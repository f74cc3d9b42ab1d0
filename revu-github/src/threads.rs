//! Pull request review threads over GraphQL

use async_trait::async_trait;
use chrono::{DateTime, Utc};
use revu_core::{ReviewThread, ThreadComment, ThreadResolver, ThreadStatus};
use serde::Deserialize;
use serde_json::json;
use tracing::{debug, info};

use crate::{Error, GitHubClient, Result};

const REVIEW_THREADS_QUERY: &str = r#"
query($owner: String!, $repo: String!, $pr: Int!, $first: Int!, $cursor: String) {
  repository(owner: $owner, name: $repo) {
    pullRequest(number: $pr) {
      reviewThreads(first: $first, after: $cursor) {
        pageInfo { hasNextPage endCursor }
        nodes {
          id
          isResolved
          isOutdated
          line
          originalLine
          path
          resolvedBy { login }
          comments(first: 50) {
            nodes {
              body
              author { login }
              outdated
              diffHunk
              createdAt
              originalCommit { oid }
            }
          }
        }
      }
    }
  }
}
"#;

const RESOLVE_THREAD_MUTATION: &str = r#"
mutation($threadId: ID!) {
  resolveReviewThread(input: { threadId: $threadId }) {
    thread { id isResolved }
  }
}
"#;

#[derive(Debug, Deserialize)]
struct ThreadsData {
    repository: Option<RepositoryData>,
}

#[derive(Debug, Deserialize)]
#[serde(rename_all = "camelCase")]
struct RepositoryData {
    pull_request: Option<PullRequestData>,
}

#[derive(Debug, Deserialize)]
#[serde(rename_all = "camelCase")]
struct PullRequestData {
    review_threads: ThreadConnection,
}

#[derive(Debug, Deserialize)]
#[serde(rename_all = "camelCase")]
struct ThreadConnection {
    page_info: PageInfo,
    nodes: Vec<ThreadNode>,
}

#[derive(Debug, Deserialize)]
#[serde(rename_all = "camelCase")]
struct PageInfo {
    has_next_page: bool,
    end_cursor: Option<String>,
}

#[derive(Debug, Deserialize)]
#[serde(rename_all = "camelCase")]
struct ThreadNode {
    id: String,
    is_resolved: bool,
    is_outdated: bool,
    line: Option<u64>,
    original_line: Option<u64>,
    path: String,
    resolved_by: Option<Actor>,
    comments: CommentConnection,
}

#[derive(Debug, Deserialize)]
struct CommentConnection {
    nodes: Vec<CommentNode>,
}

#[derive(Debug, Deserialize)]
#[serde(rename_all = "camelCase")]
struct CommentNode {
    body: String,
    author: Option<Actor>,
    #[serde(default)]
    outdated: bool,
    #[serde(default)]
    diff_hunk: Option<String>,
    created_at: DateTime<Utc>,
    original_commit: Option<CommitRef>,
}

#[derive(Debug, Deserialize)]
struct Actor {
    login: String,
}

#[derive(Debug, Deserialize)]
struct CommitRef {
    oid: String,
}

#[derive(Debug, Deserialize)]
#[serde(rename_all = "camelCase")]
struct ResolveData {
    resolve_review_thread: Option<ResolvePayload>,
}

#[derive(Debug, Deserialize)]
struct ResolvePayload {
    thread: Option<ResolvedThread>,
}

#[derive(Debug, Deserialize)]
#[serde(rename_all = "camelCase")]
struct ResolvedThread {
    is_resolved: bool,
}

impl From<ThreadNode> for ReviewThread {
    fn from(node: ThreadNode) -> Self {
        // GitHub exposes the diff context on comments, not threads
        let diff_hunk = node
            .comments
            .nodes
            .first()
            .and_then(|c| c.diff_hunk.clone())
            .unwrap_or_default();

        let comments = node
            .comments
            .nodes
            .into_iter()
            .map(|c| ThreadComment {
                author: c
                    .author
                    .map(|a| a.login)
                    .unwrap_or_else(|| "unknown".to_string()),
                body: c.body,
                created_at: c.created_at,
                outdated: c.outdated,
                original_commit_oid: c.original_commit.map(|o| o.oid),
            })
            .collect();

        ReviewThread {
            thread_id: node.id,
            path: node.path,
            line: node.line,
            original_line: node.original_line,
            is_resolved: node.is_resolved,
            is_outdated: node.is_outdated,
            resolved_by: node.resolved_by.map(|a| a.login),
            diff_hunk,
            comments,
            status: ThreadStatus::default(),
            diff_evidence: None,
        }
    }
}

/// Append one page of threads, returning the cursor of the next page if any
fn take_page(
    threads: &mut Vec<ReviewThread>,
    data: ThreadsData,
    pr_number: u64,
) -> Result<Option<String>> {
    let connection = data
        .repository
        .and_then(|r| r.pull_request)
        .ok_or(Error::PrNotFound(pr_number))?
        .review_threads;

    threads.extend(connection.nodes.into_iter().map(ReviewThread::from));

    Ok(connection
        .page_info
        .end_cursor
        .filter(|_| connection.page_info.has_next_page))
}

impl GitHubClient {
    /// Fetch every review thread on a pull request, following pagination
    pub async fn fetch_review_threads(&self, pr_number: u64) -> Result<Vec<ReviewThread>> {
        let mut threads = Vec::new();
        let mut cursor: Option<String> = None;

        loop {
            debug!(pr_number, cursor = ?cursor, "Fetching review threads page");

            let variables = json!({
                "owner": self.owner(),
                "repo": self.repo(),
                "pr": pr_number,
                "first": self.config().page_size,
                "cursor": cursor,
            });

            let data: ThreadsData = self
                .graphql_query(REVIEW_THREADS_QUERY, &variables)
                .await?;

            match take_page(&mut threads, data, pr_number)? {
                Some(next) => cursor = Some(next),
                None => break,
            }
        }

        info!(pr_number, count = threads.len(), "Fetched review threads");
        Ok(threads)
    }

    /// Resolve a review thread, returning whether GitHub reports it resolved
    pub async fn resolve_review_thread(&self, thread_id: &str) -> Result<bool> {
        debug!(thread_id, "Resolving review thread");

        let data: ResolveData = self
            .graphql_query(RESOLVE_THREAD_MUTATION, &json!({ "threadId": thread_id }))
            .await?;

        Ok(data
            .resolve_review_thread
            .and_then(|p| p.thread)
            .map(|t| t.is_resolved)
            .unwrap_or(false))
    }
}

#[async_trait]
impl ThreadResolver for GitHubClient {
    async fn resolve(&self, thread_id: &str) -> revu_core::Result<bool> {
        self.resolve_review_thread(thread_id)
            .await
            .map_err(|e| revu_core::Error::Other(e.to_string()))
    }
}

#[cfg(test)]
mod tests {
    use super::*;
    use crate::graphql::GraphQLResponse;

    const PAGE: &str = r#"{
      "repository": {
        "pullRequest": {
          "reviewThreads": {
            "pageInfo": { "hasNextPage": true, "endCursor": "Y3Vyc29y" },
            "nodes": [
              {
                "id": "PRRT_1",
                "isResolved": true,
                "isOutdated": false,
                "line": 12,
                "originalLine": 10,
                "path": "src/lib.rs",
                "resolvedBy": { "login": "alice" },
                "comments": {
                  "nodes": [
                    {
                      "body": "Use a constant here",
                      "author": { "login": "bob" },
                      "outdated": false,
                      "diffHunk": "@@ -8,3 +8,3 @@\n-let x = 1;",
                      "createdAt": "2024-05-01T10:00:00Z",
                      "originalCommit": { "oid": "abc123" }
                    },
                    {
                      "body": "Done",
                      "author": null,
                      "outdated": false,
                      "diffHunk": "@@ -1 +1 @@",
                      "createdAt": "2024-05-02T10:00:00Z",
                      "originalCommit": null
                    }
                  ]
                }
              },
              {
                "id": "PRRT_2",
                "isResolved": false,
                "isOutdated": true,
                "line": null,
                "originalLine": null,
                "path": "README.md",
                "resolvedBy": null,
                "comments": { "nodes": [] }
              }
            ]
          }
        }
      }
    }"#;

    #[test]
    fn test_parse_threads_page() {
        let data: ThreadsData = serde_json::from_str(PAGE).unwrap();
        let connection = data.repository.unwrap().pull_request.unwrap().review_threads;
        assert!(connection.page_info.has_next_page);
        assert_eq!(connection.page_info.end_cursor.as_deref(), Some("Y3Vyc29y"));

        let threads: Vec<ReviewThread> = connection.nodes.into_iter().map(Into::into).collect();
        assert_eq!(threads.len(), 2);

        let first = &threads[0];
        assert_eq!(first.thread_id, "PRRT_1");
        assert_eq!(first.original_line, Some(10));
        assert_eq!(first.resolved_by.as_deref(), Some("alice"));
        assert_eq!(first.diff_hunk, "@@ -8,3 +8,3 @@\n-let x = 1;");
        assert_eq!(first.original_commit(), Some("abc123"));
        assert_eq!(first.comments[1].author, "unknown");
        assert_eq!(first.status, ThreadStatus::Unresolved);

        let second = &threads[1];
        assert!(second.is_outdated);
        assert!(second.comments.is_empty());
        assert_eq!(second.diff_hunk, "");
        assert_eq!(second.original_commit(), None);
    }

    fn page(has_next: bool, cursor: Option<&str>, id: &str) -> ThreadsData {
        serde_json::from_value(json!({
            "repository": {
                "pullRequest": {
                    "reviewThreads": {
                        "pageInfo": { "hasNextPage": has_next, "endCursor": cursor },
                        "nodes": [{
                            "id": id,
                            "isResolved": false,
                            "isOutdated": false,
                            "line": 3,
                            "originalLine": 3,
                            "path": "src/main.rs",
                            "resolvedBy": null,
                            "comments": { "nodes": [] }
                        }]
                    }
                }
            }
        }))
        .unwrap()
    }

    #[test]
    fn test_take_page_follows_cursor() {
        let mut threads = Vec::new();

        let next = take_page(&mut threads, page(true, Some("c1"), "PRRT_a"), 7).unwrap();
        assert_eq!(next.as_deref(), Some("c1"));

        let next = take_page(&mut threads, page(false, Some("c2"), "PRRT_b"), 7).unwrap();
        assert_eq!(next, None);

        let ids: Vec<&str> = threads.iter().map(|t| t.thread_id.as_str()).collect();
        assert_eq!(ids, ["PRRT_a", "PRRT_b"]);
    }

    #[test]
    fn test_take_page_stops_without_cursor() {
        let mut threads = Vec::new();
        let next = take_page(&mut threads, page(true, None, "PRRT_a"), 7).unwrap();
        assert_eq!(next, None);
        assert_eq!(threads.len(), 1);
    }

    #[test]
    fn test_take_page_missing_pull_request() {
        let data: ThreadsData =
            serde_json::from_str(r#"{"repository": {"pullRequest": null}}"#).unwrap();
        let mut threads = Vec::new();
        let err = take_page(&mut threads, data, 9).unwrap_err();
        assert!(matches!(err, Error::PrNotFound(9)));
        assert!(threads.is_empty());
    }

    #[test]
    fn test_partial_errors_keep_threads() {
        let body = json!({
            "data": {
                "repository": {
                    "pullRequest": {
                        "reviewThreads": {
                            "pageInfo": { "hasNextPage": false, "endCursor": null },
                            "nodes": [{
                                "id": "PRRT_x",
                                "isResolved": true,
                                "isOutdated": false,
                                "line": 1,
                                "originalLine": 1,
                                "path": "a.rs",
                                "resolvedBy": null,
                                "comments": { "nodes": [] }
                            }]
                        }
                    }
                }
            },
            "errors": [{
                "message": "Resource not accessible by integration",
                "path": ["repository", "pullRequest", "reviewThreads", "nodes", 0, "resolvedBy"]
            }]
        });
        let response: GraphQLResponse<ThreadsData> = serde_json::from_value(body).unwrap();
        let data = response.into_data().unwrap();

        let mut threads = Vec::new();
        take_page(&mut threads, data, 1).unwrap();
        assert_eq!(threads.len(), 1);
        assert_eq!(threads[0].thread_id, "PRRT_x");
        assert_eq!(threads[0].resolved_by, None);
    }

    #[test]
    fn test_parse_resolve_payload() {
        let data: ResolveData = serde_json::from_str(
            r#"{"resolveReviewThread": {"thread": {"id": "PRRT_1", "isResolved": true}}}"#,
        )
        .unwrap();
        assert!(data.resolve_review_thread.unwrap().thread.unwrap().is_resolved);
    }
}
###
» **Task item**
Scan the data above for the string "unknown". Copy every line in which it appears.

» **Written reply**
                    .unwrap_or_else(|| "unknown".to_string()),
        assert_eq!(first.comments[1].author, "unknown");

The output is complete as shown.